The 631 CPA financial planners surveyed said 48% of their clients have expressed concerns about outliving their money. However, only 39% of the financial planners share this concern. As to what top three factors the financial planners’ clients think could cause them to outlive their money, the planners say it is health care costs (77%), market fluctuations (53%) and unexpected costs (50%). Additional causes for financial stress include lifestyle expenses (42%), the possibility of being a financial burden on relatives (22%) and the desire to leave an inheritance for their children (21%).
Fifty-seven percent of the financial planners say long-term care issues impact their clients’ financial planning more frequently than they did five years ago, but 42% said these issues have remained steady. Fifty percent said they have witnessed an increase in clients taking care of aging relatives, but 47% said it has remained steady. Forty-five percent said diminished capacity is impacting their clients’ financial planning more than it was five years ago, but 53% said it is the same.
On a positive note, 36% said job losses are impacting their clients’ retirement planning less than they were five years ago, but 55% said it is the same. Additionally, 50% of the financial planners said their clients are more confident they are ready for retirement compared to five years ago. However, 33% said their clients are less confident and 17% saw no change.
“There’s been a relatively steady increase in asset values over the last few years,” says Michael Landsberg, member of AICPA Personal Financial Planning Executive Committee. “This, in turn, has led to stronger client balance sheets and, presumably, increased confidence that their money will continue working for them well into retirement. Of course, all of this can change, which is why it is important to revisit asset allocation, make appropriate adjustments and ensure your savings and investments will be able to fund the lifestyle you envision in retirement.”
Andrea Millar, director of financial planning at the Association of International Certified Professional Accountants, adds: “It is incumbent on financial planners to act sooner than later when planning for their clients’ late retirement years. Particularly, they should address client concerns about long-term care and the prospect of diminished capacity to ensure their clients’ wishes will be carried out.”
To improve Americans’ retirement readiness, AICPA suggests five tips:
- Explore long-term care coverage early—this includes traditional long-term care insurance, hybrid long-term care insurance, Medicaid options or self-insuring.
- Don’t look at your portfolio too often—the AICPA notes that in any given year, the stock market has a 70% chance of increasing in value.

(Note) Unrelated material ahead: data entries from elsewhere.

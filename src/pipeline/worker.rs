//! One producer in the worker pool.

use super::partition::WorkAssignment;
use crate::api::PageSource;
use crate::error::PipelineError;
use crate::models::News;
use std::sync::Arc;
use tokio::sync::mpsc::UnboundedSender;
use tracing::debug;

/// Fetches the pages of one [`WorkAssignment`] and forwards every record.
#[derive(Debug)]
pub struct Worker<S> {
    pub assignment: WorkAssignment,
    pub page_size: usize,
    pub source: Arc<S>,
    pub tx: UnboundedSender<News>,
}

/// Per-worker tally, logged by the coordinator.
#[derive(Debug, Clone, Copy, Default, PartialEq, Eq)]
pub struct WorkerSummary {
    pub worker: usize,
    pub pages: usize,
    pub records: usize,
}

impl<S: PageSource> Worker<S> {
    /// Walk the assigned pages in increasing order, then drop the sender.
    pub async fn run(self) -> Result<WorkerSummary, PipelineError> {
        let worker = self.assignment.worker_index;
        let mut summary = WorkerSummary {
            worker,
            ..WorkerSummary::default()
        };
        debug!(worker, "Worker started");

        for page in self.assignment {
            debug!(worker, page, "Worker fetching page");
            let news = self
                .source
                .fetch_page(page, self.page_size)
                .await
                .map_err(|source| PipelineError::Worker { worker, source })?;

            summary.pages += 1;
            for item in news {
                self.tx.send(item).map_err(|_| PipelineError::SinkClosed)?;
                summary.records += 1;
            }
        }

        debug!(worker, pages = summary.pages, records = summary.records, "Worker finished");
        Ok(summary)
    }
}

People need to appreciate that markets fluctuate but, in general, historically have risen over long periods of time.
- Take advantage of catch-up contributions once you reach age 50—individuals age 50 and older can contribute an additional $6,000 to their 401(k) and $1,000 to an individual retirement account (IRA).

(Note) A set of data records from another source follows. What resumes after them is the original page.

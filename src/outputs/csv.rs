//! Semicolon-separated report of the ranked news.
//!
//! Fields are written as-is; text fields are already single-line after
//! decoding, but embedded semicolons are not escaped.

use crate::models::News;
use std::error::Error;
use std::fmt::Write;
use std::path::Path;
use tokio::fs;
use tracing::{info, instrument, warn};

pub const CSV_HEADER: &str =
    "id;title;place;description;site_url;favorites_count;comments_count;publication_date;rating";

/// Format used for the `publication_date` column.
pub const DATE_FORMAT: &str = "%Y-%m-%dT%H:%M:%S";

/// Render the header plus one row per record.
pub fn news_to_csv(news: &[News]) -> String {
    let mut out = String::with_capacity(CSV_HEADER.len() + 1 + news.len() * 256);
    out.push_str(CSV_HEADER);
    out.push('\n');
    for n in news {
        // Writing into a String cannot fail.
        let _ = writeln!(
            out,
            "{};{};{};{};{};{};{};{};{}",
            n.id,
            n.title,
            n.place_or_unknown(),
            n.description,
            n.site_url,
            n.favorites_count,
            n.comments_count,
            n.publication_date.format(DATE_FORMAT),
            n.score()
        );
    }
    out
}

/// Write the report to `path`, replacing any existing file.
#[instrument(level = "info", skip_all, fields(path = %path.display(), rows = news.len()))]
pub async fn save_news(path: &Path, news: &[News]) -> Result<(), Box<dyn Error>> {
    if fs::try_exists(path).await? {
        warn!("Report file already exists and will be overwritten");
    }
    fs::write(path, news_to_csv(news)).await?;
    info!("Wrote ranked CSV report");
    Ok(())
}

- Have a tax-efficient drawdown strategy—because taxes can take a hefty bite out of cash flow, it’s critical to be mindful of retirement withdrawals bouncing a person into a higher tax bracket, affecting taxes on Social Security benefits and triggering higher capital gains taxes and other adverse tax consequences.
- Plan to pay off or pay down debt before retiring—debt is generally unfavorable for individuals in retirement, as it hurts their cash flow, AICPA says.
AICPA conducted the online survey between August 20 and September 24, 2018.